- [Task details] Below are the records; give again exactly the line with "filename src/protocol/types.rs", the line with "a blank type", and each line that lies between them, and nothing besides.

═══

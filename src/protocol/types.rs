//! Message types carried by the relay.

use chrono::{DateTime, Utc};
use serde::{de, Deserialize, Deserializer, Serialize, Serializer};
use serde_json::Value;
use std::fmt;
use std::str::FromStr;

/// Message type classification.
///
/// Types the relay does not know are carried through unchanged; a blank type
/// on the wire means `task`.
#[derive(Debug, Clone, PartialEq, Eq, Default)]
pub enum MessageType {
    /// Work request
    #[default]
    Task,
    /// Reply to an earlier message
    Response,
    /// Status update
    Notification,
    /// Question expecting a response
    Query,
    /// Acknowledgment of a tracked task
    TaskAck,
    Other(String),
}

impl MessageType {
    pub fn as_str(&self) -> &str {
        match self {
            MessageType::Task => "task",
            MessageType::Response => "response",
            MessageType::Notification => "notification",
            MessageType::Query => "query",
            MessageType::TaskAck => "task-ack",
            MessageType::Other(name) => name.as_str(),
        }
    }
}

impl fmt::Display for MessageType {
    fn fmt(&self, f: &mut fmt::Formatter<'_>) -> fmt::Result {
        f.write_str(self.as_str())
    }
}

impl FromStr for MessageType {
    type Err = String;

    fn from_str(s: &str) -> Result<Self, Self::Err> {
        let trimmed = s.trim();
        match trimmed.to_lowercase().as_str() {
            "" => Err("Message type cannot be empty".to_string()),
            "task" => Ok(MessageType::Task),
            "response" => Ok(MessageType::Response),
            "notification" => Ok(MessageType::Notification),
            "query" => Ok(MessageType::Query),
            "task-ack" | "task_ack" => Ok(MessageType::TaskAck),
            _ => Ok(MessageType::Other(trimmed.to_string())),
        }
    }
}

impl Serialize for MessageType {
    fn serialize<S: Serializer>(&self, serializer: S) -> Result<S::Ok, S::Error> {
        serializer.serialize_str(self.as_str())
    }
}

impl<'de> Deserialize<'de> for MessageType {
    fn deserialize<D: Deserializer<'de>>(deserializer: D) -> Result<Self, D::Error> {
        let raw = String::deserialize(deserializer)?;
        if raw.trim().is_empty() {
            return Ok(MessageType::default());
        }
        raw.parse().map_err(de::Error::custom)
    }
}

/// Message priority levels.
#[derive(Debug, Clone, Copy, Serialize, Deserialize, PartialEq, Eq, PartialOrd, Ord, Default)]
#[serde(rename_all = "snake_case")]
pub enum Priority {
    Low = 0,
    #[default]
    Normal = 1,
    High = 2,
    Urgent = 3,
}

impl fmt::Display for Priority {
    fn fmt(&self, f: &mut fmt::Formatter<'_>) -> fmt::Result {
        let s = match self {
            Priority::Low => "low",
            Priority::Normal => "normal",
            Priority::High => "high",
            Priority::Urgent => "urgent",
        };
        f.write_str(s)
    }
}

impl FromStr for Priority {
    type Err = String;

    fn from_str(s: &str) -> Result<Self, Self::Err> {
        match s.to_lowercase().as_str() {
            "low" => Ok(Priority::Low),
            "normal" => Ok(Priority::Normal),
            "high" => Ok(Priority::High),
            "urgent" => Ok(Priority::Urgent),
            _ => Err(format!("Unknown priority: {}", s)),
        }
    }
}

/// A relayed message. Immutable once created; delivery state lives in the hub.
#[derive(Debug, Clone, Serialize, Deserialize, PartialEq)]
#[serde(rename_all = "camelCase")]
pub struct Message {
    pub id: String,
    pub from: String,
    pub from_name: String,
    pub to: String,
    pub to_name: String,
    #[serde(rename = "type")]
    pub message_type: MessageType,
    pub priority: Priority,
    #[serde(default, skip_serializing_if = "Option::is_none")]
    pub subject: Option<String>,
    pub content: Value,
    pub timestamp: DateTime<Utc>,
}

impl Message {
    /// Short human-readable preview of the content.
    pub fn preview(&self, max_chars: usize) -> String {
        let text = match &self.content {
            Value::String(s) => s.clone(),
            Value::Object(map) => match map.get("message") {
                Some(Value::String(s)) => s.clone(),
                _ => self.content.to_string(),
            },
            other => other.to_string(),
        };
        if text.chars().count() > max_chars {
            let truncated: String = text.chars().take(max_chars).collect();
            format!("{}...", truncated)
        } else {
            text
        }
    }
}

═══

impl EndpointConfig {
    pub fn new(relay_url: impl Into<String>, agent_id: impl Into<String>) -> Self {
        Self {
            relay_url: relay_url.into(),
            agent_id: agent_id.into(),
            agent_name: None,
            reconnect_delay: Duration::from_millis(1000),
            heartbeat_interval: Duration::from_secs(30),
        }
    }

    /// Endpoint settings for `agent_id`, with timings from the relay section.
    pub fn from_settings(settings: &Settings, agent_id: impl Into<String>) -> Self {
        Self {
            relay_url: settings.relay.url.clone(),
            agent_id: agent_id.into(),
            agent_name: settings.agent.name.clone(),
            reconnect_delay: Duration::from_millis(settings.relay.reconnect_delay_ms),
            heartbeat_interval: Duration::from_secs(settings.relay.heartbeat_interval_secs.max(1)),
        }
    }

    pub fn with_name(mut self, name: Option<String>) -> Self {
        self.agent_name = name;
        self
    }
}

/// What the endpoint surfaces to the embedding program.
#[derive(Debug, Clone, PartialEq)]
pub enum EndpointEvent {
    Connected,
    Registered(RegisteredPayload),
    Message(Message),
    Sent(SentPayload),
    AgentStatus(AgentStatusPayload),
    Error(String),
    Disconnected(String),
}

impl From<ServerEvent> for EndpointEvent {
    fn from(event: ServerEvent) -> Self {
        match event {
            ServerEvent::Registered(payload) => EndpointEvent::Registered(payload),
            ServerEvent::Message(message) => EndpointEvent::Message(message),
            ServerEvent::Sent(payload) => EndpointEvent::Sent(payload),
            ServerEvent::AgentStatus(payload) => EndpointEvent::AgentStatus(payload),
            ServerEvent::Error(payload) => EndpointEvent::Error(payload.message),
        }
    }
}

═══

- [Solution to this problem]
filename src/protocol/types.rs
//! Message types carried by the relay.

use chrono::{DateTime, Utc};
use serde::{de, Deserialize, Deserializer, Serialize, Serializer};
use serde_json::Value;
use std::fmt;
use std::str::FromStr;

/// Message type classification.
///
/// Types the relay does not know are carried through unchanged; a blank type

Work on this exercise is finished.